Romans 9 -- Child of Promise

Reading through Romans 9 my attention is drawn to the discussion about who are the true people of Israel. In our lives today this might not seem like a major discussion point, yet in the days of Jesus, and even in the Middle East now, the topic of who is a true child of God is a really big issue. The classic measure in the Jewish world is your ancestral connection to Abraham. From the blood line of Abraham comes all the people of God. Paul who can trace his heritage all the way back to Abraham challenges the qualification.

Paul offers that it is not through our ancestry we are connected to God, rather it is through the promise of God. Abraham was given a promise, and that promise was to be the father of a great nation. When the promise was delivered to Abraham he was childless, and the prospects of having a child were not real high. So how is it that Abraham would be the father of a great nation? Not through natural birth, rather by spiritual birth.

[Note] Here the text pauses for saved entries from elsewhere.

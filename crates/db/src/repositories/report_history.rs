//! Report history repository.

use std::sync::Arc;

use crate::entities::{ReportHistory, report_history};
use civicwatch_common::{AppError, AppResult};
use sea_orm::{
    ActiveModelTrait, ColumnTrait, DatabaseConnection, EntityTrait, PaginatorTrait, QueryFilter,
    QueryOrder,
};

/// Report history repository for database operations.
#[derive(Clone)]
pub struct ReportHistoryRepository {
    db: Arc<DatabaseConnection>,
}

impl ReportHistoryRepository {
    /// Create a new report history repository.
    #[must_use]
    pub const fn new(db: Arc<DatabaseConnection>) -> Self {
        Self { db }
    }

    /// Append a history entry.
    pub async fn create(
        &self,
        model: report_history::ActiveModel,
    ) -> AppResult<report_history::Model> {
        model
            .insert(self.db.as_ref())
            .await
            .map_err(|e| AppError::Database(e.to_string()))
    }

    /// Get a report's history, oldest entry first.
    pub async fn find_by_report(&self, report_id: &str) -> AppResult<Vec<report_history::Model>> {
        ReportHistory::find()
            .filter(report_history::Column::ReportId.eq(report_id))
            .order_by_asc(report_history::Column::CreatedAt)
            .order_by_asc(report_history::Column::Id)
            .all(self.db.as_ref())
            .await
            .map_err(|e| AppError::Database(e.to_string()))
    }

    /// Count history entries for a report.
    pub async fn count_by_report(&self, report_id: &str) -> AppResult<u64> {
        ReportHistory::find()
            .filter(report_history::Column::ReportId.eq(report_id))
            .count(self.db.as_ref())
            .await
            .map_err(|e| AppError::Database(e.to_string()))
    }
}

#[cfg(test)]
#[allow(clippy::unwrap_used)]
mod tests {
    use super::*;
    use crate::entities::report::Status;
    use chrono::Utc;
    use sea_orm::{DatabaseBackend, MockDatabase};

    fn create_test_entry(id: &str, report_id: &str, status: Status) -> report_history::Model {
        report_history::Model {
            id: id.to_string(),
            report_id: report_id.to_string(),
            status,
            notes: None,
            updated_by: "u1".to_string(),
            created_at: Utc::now().into(),
        }
    }

    #[tokio::test]
    async fn test_find_by_report() {
        let e1 = create_test_entry("h1", "r1", Status::Reported);
        let e2 = create_test_entry("h2", "r1", Status::Acknowledged);

        let db = Arc::new(
            MockDatabase::new(DatabaseBackend::Postgres)
                .append_query_results([[e1, e2]])
                .into_connection(),
        );

        let repo = ReportHistoryRepository::new(db);
        let result = repo.find_by_report("r1").await.unwrap();

        assert_eq!(result.len(), 2);
        assert_eq!(result[0].status, Status::Reported);
    }

    #[tokio::test]
    async fn test_find_by_report_empty() {
        let db = Arc::new(
            MockDatabase::new(DatabaseBackend::Postgres)
                .append_query_results([Vec::<report_history::Model>::new()])
                .into_connection(),
        );

        let repo = ReportHistoryRepository::new(db);
        let result = repo.find_by_report("r9").await.unwrap();

        assert!(result.is_empty());
    }
}
//! User entity.

use sea_orm::entity::prelude::*;
use serde::{Deserialize, Serialize};

/// Account roles.
#[derive(Debug, Clone, Copy, PartialEq, Eq, EnumIter, DeriveActiveEnum, Serialize, Deserialize)]
#[sea_orm(rs_type = "String", db_type = "String(StringLen::N(16))")]
#[serde(rename_all = "snake_case")]
pub enum Role {
    #[sea_orm(string_value = "user")]
    User,
    #[sea_orm(string_value = "admin")]
    Admin,
}

impl Role {
    /// Parse a role from its wire representation.
    #[must_use]
    pub fn parse(s: &str) -> Option<Self> {
        match s {
            "user" => Some(Self::User),
            "admin" => Some(Self::Admin),
            _ => None,
        }
    }

    /// Wire representation of the role.
    #[must_use]
    pub const fn as_str(self) -> &'static str {
        match self {
            Self::User => "user",
            Self::Admin => "admin",
        }
    }
}

#[derive(Clone, Debug, PartialEq, Eq, DeriveEntityModel, Serialize, Deserialize)]
#[sea_orm(table_name = "user")]
pub struct Model {
    #[sea_orm(primary_key, auto_increment = false)]
    pub id: String,

    /// Display name
    pub name: String,

    /// Email address, stored lowercased
    #[sea_orm(unique)]
    pub email: String,

    /// Argon2 password hash
    #[sea_orm(column_type = "Text")]
    #[serde(skip_serializing)]
    pub password_hash: String,

    /// Account role
    pub role: Role,

    /// Deactivated accounts cannot authenticate
    #[sea_orm(default_value = true)]
    pub is_active: bool,

    /// Opaque session token, regenerated on login/logout
    #[sea_orm(unique, nullable)]
    #[serde(skip_serializing)]
    pub token: Option<String>,

    pub created_at: DateTimeWithTimeZone,

    #[sea_orm(nullable)]
    pub updated_at: Option<DateTimeWithTimeZone>,
}

impl Model {
    /// Whether this account has admin privileges.
    #[must_use]
    pub fn is_admin(&self) -> bool {
        self.role == Role::Admin
    }
}

#[derive(Copy, Clone, Debug, EnumIter, DeriveRelation)]
pub enum Relation {
    #[sea_orm(has_many = "super::report::Entity")]
    Reports,

    #[sea_orm(has_many = "super::upvote::Entity")]
    Upvotes,
}

impl Related<super::report::Entity> for Entity {
    fn to() -> RelationDef {
        Relation::Reports.def()
    }
}

impl Related<super::upvote::Entity> for Entity {
    fn to() -> RelationDef {
        Relation::Upvotes.def()
    }
}

impl ActiveModelBehavior for ActiveModel {}

#[cfg(test)]
mod tests {
    use super::*;

    #[test]
    fn test_role_parse() {
        assert_eq!(Role::parse("admin"), Some(Role::Admin));
        assert_eq!(Role::parse("user"), Some(Role::User));
        assert_eq!(Role::parse("superuser"), None);
    }

    #[test]
    fn test_role_roundtrip() {
        for role in [Role::User, Role::Admin] {
            assert_eq!(Role::parse(role.as_str()), Some(role));
        }
    }
}
//! SHA-256 derived lookup keys.
//!
//! The content hash covers the random payload only. Prefix and checksum are
//! excluded so that re-prefixing or checksum corruption never changes the
//! derived key a store was indexed under.

use data_encoding::HEXLOWER;
use sha2::{Digest, Sha256};

use crate::token::RandomToken;

impl RandomToken {
    /// SHA-256 digest of the random payload, as lowercase hex.
    ///
    /// Safe to persist or log in place of the plaintext token.
    pub fn content_hash(&self) -> String {
        HEXLOWER.encode(&self.content_hash_bytes())
    }

    /// SHA-256 digest of the random payload, as raw bytes.
    pub fn content_hash_bytes(&self) -> [u8; 32] {
        Sha256::digest(self.random().as_bytes()).into()
    }

    /// Lookup key of the form `token:{prefix}:{content_hash}`.
    ///
    /// Lets callers store metadata about a token in a cache or database
    /// without ever persisting the plaintext secret.
    pub fn cache_key(&self) -> String {
        format!("token:{}:{}", self.prefix(), self.content_hash())
    }
}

All those who would follow after the promise of God would be a part of the people of God.

Before the Christ engaged his earthly pilgrimage the way you were identified as being a part of the promise was to be connected to the family of God through a bloodline. Once Christ journeyed to earth, lived, died and rose, the connection point changed. It was no longer the law and family bloodline, it was the position of the heart, and connection to the promise of God in Christ. In all actuality it never was through the law and human bloodline, it has always been through the promise of God. In Christ the promise of God was seen in its fullness as a foretaste of things to come.

All that to say, any of us can be a child of promise. It matters not who our ancestors are. It matters not if they were faithful or not. Each of us can be a child of promise by holding to the promise of God as seen in Christ Jesus.